17. Assignment. This Agreement is a personal contract and Executive may not sell, transfer, assign, pledge or hypothecate his rights, interests and obligations hereunder. Except as otherwise herein expressly provided, this Agreement shall be binding upon and shall inure to the benefit of Executive and his personal representatives and shall inure to the benefit of and be binding upon the Company and its successors and assigns, including without limitation, any corporation or other entity into which the Company is merged or which acquires all or substantially all of the assets of the Company.

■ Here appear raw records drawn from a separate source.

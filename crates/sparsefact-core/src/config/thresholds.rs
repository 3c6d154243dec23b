//! Column thresholds for blocked elimination.
//!
//! Thresholds are plain configuration values handed to the blocking driver.
//! The kernels themselves never read them, so changing a threshold can change
//! how work is split but never what is computed.

use crate::compute::elimination::{ApplyCholesky, ApplyLdl};

#[cfg(feature = "serde")]
use serde::{Deserialize, Serialize};

/// Thresholds consulted when deciding whether to split a column range.
#[derive(Debug, Clone, PartialEq, Eq)]
#[cfg_attr(feature = "serde", derive(Serialize, Deserialize))]
pub struct KernelThresholds {
    /// Column count above which Cholesky updates are split
    pub cholesky: usize,

    /// Column count above which LDL updates are split
    pub ldl: usize,

    /// Whether split blocks may run on the rayon pool
    pub parallel: bool,
}

impl Default for KernelThresholds {
    fn default() -> Self {
        Self {
            cholesky: ApplyCholesky::DEFAULT_THRESHOLD,
            ldl: ApplyLdl::DEFAULT_THRESHOLD,
            parallel: true,
        }
    }
}

impl KernelThresholds {
    /// Create a new builder with default values
    pub fn builder() -> KernelThresholdsBuilder {
        KernelThresholdsBuilder::new()
    }

    /// Default thresholds with every block run on the calling thread.
    ///
    /// Wide ranges are still split into blocks, so results match the
    /// parallel configuration exactly.
    pub fn sequential() -> Self {
        Self {
            parallel: false,
            ..Self::default()
        }
    }
}

/// Builder for customizing kernel thresholds
#[derive(Debug, Clone, Default)]
pub struct KernelThresholdsBuilder {
    config: KernelThresholds,
}

impl KernelThresholdsBuilder {
    /// Create a new builder with default values
    pub fn new() -> Self {
        Self::default()
    }

    /// Set the Cholesky threshold (at least one column)
    pub fn cholesky(mut self, threshold: usize) -> Self {
        self.config.cholesky = threshold.max(1);
        self
    }

    /// Set the LDL threshold (at least one column)
    pub fn ldl(mut self, threshold: usize) -> Self {
        self.config.ldl = threshold.max(1);
        self
    }

    /// Enable or disable parallel blocks
    pub fn parallel(mut self, parallel: bool) -> Self {
        self.config.parallel = parallel;
        self
    }

    /// Build the configuration
    pub fn build(self) -> KernelThresholds {
        self.config
    }
}
//! Search workflows
//!
//! One function per search kind. Each call builds a fresh policy and engine,
//! so no state survives between searches.

use crate::app::engine::{SearchEngine, SearchError, SearchOutcome};
use crate::app::policy::{Collision, CollisionPolicy, PrefixPolicy, SecondPreimagePolicy};
use crate::domain::config::{Encoding, SearchConfig};
use crate::domain::hash::HashFn;
use tracing::info;

/// Search for two candidates with equal digests
///
/// # Arguments
/// * `config` - Search configuration (encoding is forced to fixed)
/// * `hash` - Digest function
/// * `limit` - Number of indices to scan (None = the whole fixed space)
pub fn find_collision<H: HashFn>(
    config: SearchConfig,
    hash: H,
    limit: Option<u64>,
) -> Result<SearchOutcome<Collision>, SearchError> {
    let config = config.with_encoding(Encoding::Fixed);
    let limit = resolve_limit(&config, limit)?;
    let engine = SearchEngine::new(config)?;
    let policy = CollisionPolicy::new(hash);

    info!(limit, workers = engine.workers(), "searching for a collision");
    let outcome = engine.search(0..limit, &policy)?;
    info!(digests = policy.recorded(), "collision map discarded");

    Ok(outcome)
}

/// Search for a candidate other than `target` with the same digest
///
/// # Arguments
/// * `config` - Search configuration (encoding is forced to fixed)
/// * `hash` - Digest function
/// * `target` - The string whose digest must be matched (not the digest itself)
/// * `limit` - Number of indices to scan (None = the whole fixed space)
pub fn find_second_preimage<H: HashFn>(
    config: SearchConfig,
    hash: H,
    target: &str,
    limit: Option<u64>,
) -> Result<SearchOutcome<String>, SearchError> {
    let config = config.with_encoding(Encoding::Fixed);
    let limit = resolve_limit(&config, limit)?;
    let engine = SearchEngine::new(config)?;
    let policy = SecondPreimagePolicy::new(hash, target);

    info!(
        preimage = target,
        digest = policy.target_digest(),
        limit,
        workers = engine.workers(),
        "searching for a second preimage"
    );
    engine.search(0..limit, &policy)
}

/// Search for `tag + candidate` whose digest starts with `prefix`
///
/// Always uses variable-length candidates.
///
/// # Arguments
/// * `config` - Search configuration (encoding is overridden)
/// * `hash` - Digest function
/// * `prefix` - Digest prefix to match
/// * `tag` - Literal prepended to every candidate before hashing
/// * `limit` - Number of indices to scan (None = `u64::MAX`)
pub fn find_hash_prefix<H: HashFn>(
    config: SearchConfig,
    hash: H,
    prefix: &str,
    tag: &str,
    limit: Option<u64>,
) -> Result<SearchOutcome<String>, SearchError> {
    let config = config.with_encoding(Encoding::Variable);
    let limit = resolve_limit(&config, limit)?;
    let policy = PrefixPolicy::new(hash, prefix)?.with_tag(tag);
    let engine = SearchEngine::new(config)?;

    info!(
        prefix,
        tag,
        limit,
        workers = engine.workers(),
        "searching for a digest prefix"
    );
    engine.search(0..limit, &policy)
}

fn resolve_limit(config: &SearchConfig, limit: Option<u64>) -> Result<u64, SearchError> {
    match limit {
        Some(limit) => Ok(limit),
        None => Ok(config.space_size()?),
    }
}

18. Entire Agreement. This Agreement (together with Appendix A hereto) embodies all of the representations, warranties, covenants, understandings and agreements between the Parties relating to Executive’s employment with the Company. No other representations, warranties, covenants, understandings, or agreements exist between the Parties relating to Executive’s employment. This Agreement shall supersede all prior agreements, written or oral, relating to Executive’s employment. This Agreement may not be amended or modified except by a writing signed by the Parties.
[Signature page follows]
IN WITNESS WHEREOF, the Parties have caused this Agreement to be duly executed and delivered on the date first written above.
| || |
| || |
| || |
| || |
| || |
|/s/ Christopher Capelli |
| || |
Name: Christopher Capelli
Title: Chief Executive Officer, President
Agreed to and Accepted:
| || |
| || |
|/s/ Joe Tanner || |
| || |
Date: February 25, 2019
Employee owns a fifty percent (50%) interest in Minit Holdings, LLC, the holding company for a chain of convenience stores and related assets such as real estate. Employee has no role in daily operations but does participate in decisions and actions related to material transactions such as buy and selling assets.